New Workshop Helps Young Writers Enhance Skills

Published
  • Workshop
  • Jess Starkel
    Poet, essayist and writer-in-residence Caryl Pagel leads high school students through a nonfiction writing session.
  • Workshop
    NWU students Andrew Samson, Taylor Lutz, Sammi Campbell and Karolinn Fiscaletti share college and career advice.
  • Workshop
  • Jess Starkel
    Poet, essayist and writer-in-residence Caryl Pagel leads high school students through a nonfiction writing session.
  • Workshop
    NWU students Andrew Samson, Taylor Lutz, Sammi Campbell and Karolinn Fiscaletti share college and career advice.

What can you do with an English degree?

“I thought I was going to be a journalist because it seemed like the right thing to do,” said Nebraska Wesleyan University junior Taylor Lutz, an English major from Benkelman. “But being an English major has exposed me to so many styles and authors and I’m glad I didn’t stick with my original plan.”

Lutz has since discovered a passion for creative writing and hopes to eventually become a teacher. She shared her thoughts with 21 high school juniors and seniors at the NWU Young Writers Workshop held November 13.

The high school students — many of whom are enrolled in Nebraska Wesleyan’s Honors Academy — were treated to a student panel of NWU English majors who shared advice and feedback.

The high school students’ first question for the panelists: what do you want to do after you graduate?

Two panelists said they plan to teach, one said she wants to pursue her master’s degree and Ph.D., and another said she hopes to land a job as a grant writer.

“If you can write, edit and are comfortable with words, then you are very marketable,” said senior Sammi Campbell, an English major from Centennial, Colo.

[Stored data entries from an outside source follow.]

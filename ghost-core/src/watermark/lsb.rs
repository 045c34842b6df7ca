//! Blue-channel least-significant-bit codec.
//!
//! Bit `i` of the frame is stored in the LSB of pixel `i`'s blue sample:
//! `blue' = (blue & !1) | bit`. Red, green, alpha and the upper seven bits of
//! blue are never touched.

use tracing::{debug, warn};

use super::frame::{build_frame, frame_bit_len, frame_bits, max_payload_len, TERMINATOR};
use super::pixels::PixelBuffer;
use crate::config::{CodecConfig, OverflowPolicy};
use crate::error::{GhostError, Result};

/// Outcome of an in-place embed.
#[derive(Debug, Clone, Copy, PartialEq, Eq)]
pub struct EmbedReport {
    /// Carrier bits rewritten.
    pub bits_written: usize,
    /// Bits the full frame required.
    pub frame_bits: usize,
}

impl EmbedReport {
    /// True when the frame did not fit and was cut short.
    pub fn truncated(&self) -> bool {
        self.bits_written < self.frame_bits
    }
}

/// LSB watermark codec bound to one framing configuration.
#[derive(Debug, Clone, Default)]
pub struct LsbCodec {
    config: CodecConfig,
}

impl LsbCodec {
    /// Create a codec, validating the configuration.
    pub fn new(config: CodecConfig) -> Result<Self> {
        config.validate()?;
        Ok(Self { config })
    }

    pub fn config(&self) -> &CodecConfig {
        &self.config
    }

    /// Largest payload, in bytes, that `carrier` can hold.
    pub fn capacity(&self, carrier: &PixelBuffer) -> Option<usize> {
        let by_pixels = max_payload_len(self.config.magic_header.len(), carrier.pixel_count())?;
        let by_bound = self
            .config
            .max_extract_len
            .saturating_sub(self.config.magic_header.len());
        Some(by_pixels.min(by_bound))
    }

    /// Embed `payload` into a copy of `carrier`.
    pub fn embed(&self, carrier: &PixelBuffer, payload: &[u8]) -> Result<PixelBuffer> {
        let mut stego = carrier.clone();
        self.embed_in_place(&mut stego, payload)?;
        Ok(stego)
    }

    /// Embed `payload` directly into `carrier`.
    ///
    /// Under `OverflowPolicy::Reject` the capacity check happens before any
    /// pixel is modified, so on error `carrier` is unchanged.
    pub fn embed_in_place(&self, carrier: &mut PixelBuffer, payload: &[u8]) -> Result<EmbedReport> {
        let frame = build_frame(&self.config, payload)?;
        let required_bits = frame_bit_len(self.config.magic_header.len(), payload.len());
        let available_bits = carrier.pixel_count();

        if required_bits > available_bits {
            match self.config.overflow {
                OverflowPolicy::Reject => {
                    return Err(GhostError::CapacityExceeded {
                        required_bits,
                        available_bits,
                    });
                }
                OverflowPolicy::Truncate => {
                    warn!(
                        required_bits,
                        available_bits, "Frame exceeds carrier capacity, truncating"
                    );
                }
            }
        }

        let mut bits_written = 0;
        for (blue, bit) in carrier.blue_samples_mut().zip(frame_bits(&frame)) {
            *blue = (*blue & !1) | bit;
            bits_written += 1;
        }

        debug!(
            payload_bytes = payload.len(),
            bits_written,
            pixel_count = available_bits,
            "Embedded watermark frame"
        );

        Ok(EmbedReport {
            bits_written,
            frame_bits: required_bits,
        })
    }

    /// Recover the payload embedded in `stego`.
    ///
    /// Returns `None` when no terminated frame starting with the magic header
    /// is found within the extraction bound. Absence is not an error.
    pub fn extract(&self, stego: &PixelBuffer) -> Option<Vec<u8>> {
        let mut output = Vec::new();
        let mut current = 0u8;
        let mut bit_count = 0;
        let mut terminated = false;

        for blue in stego.blue_samples() {
            current = (current << 1) | (blue & 1);
            bit_count += 1;

            if bit_count == 8 {
                if current == TERMINATOR {
                    terminated = true;
                    break;
                }
                output.push(current);
                current = 0;
                bit_count = 0;

                if output.len() > self.config.max_extract_len {
                    debug!(
                        bound = self.config.max_extract_len,
                        "Extraction bound exceeded without terminator"
                    );
                    break;
                }
            }
        }

        if !terminated || !output.starts_with(&self.config.magic_header) {
            debug!(
                terminated,
                scanned_bytes = output.len(),
                "No watermark found"
            );
            return None;
        }

        output.drain(..self.config.magic_header.len());
        debug!(payload_bytes = output.len(), "Extracted watermark payload");
        Some(output)
    }
}

/// Embed with the default configuration (`CERT:` header, reject on overflow).
pub fn embed(carrier: &PixelBuffer, payload: &[u8]) -> Result<PixelBuffer> {
    LsbCodec::default().embed(carrier, payload)
}

/// Extract with the default configuration.
pub fn extract(stego: &PixelBuffer) -> Option<Vec<u8>> {
    LsbCodec::default().extract(stego)
}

Participants learned about the English majors’ favorite writing styles, authors, favorite classes, and workload. They learned about experiences beyond the classroom like writing for a university literary magazine and learning from national authors through the NWU Visiting Writers Series.

High school students who attended the Young Writer’s Workshop also spent the day with Nebraska Wesleyan English professors in a poetry writing session, a fiction writing section, and a nonfiction writing session that was led by writer-in-residence Caryl Pagel, a poet and essayist who was also on campus as part of the Visiting Writers Series. The workshop concluded with an open mic reading by the high school students, who represented 11 high schools reaching as far as Sidney, Neb.

“College opens you up to other (literary) devices,” Lutz advised the students. “Writing becomes second nature just like speaking. You will flex your writing muscles.”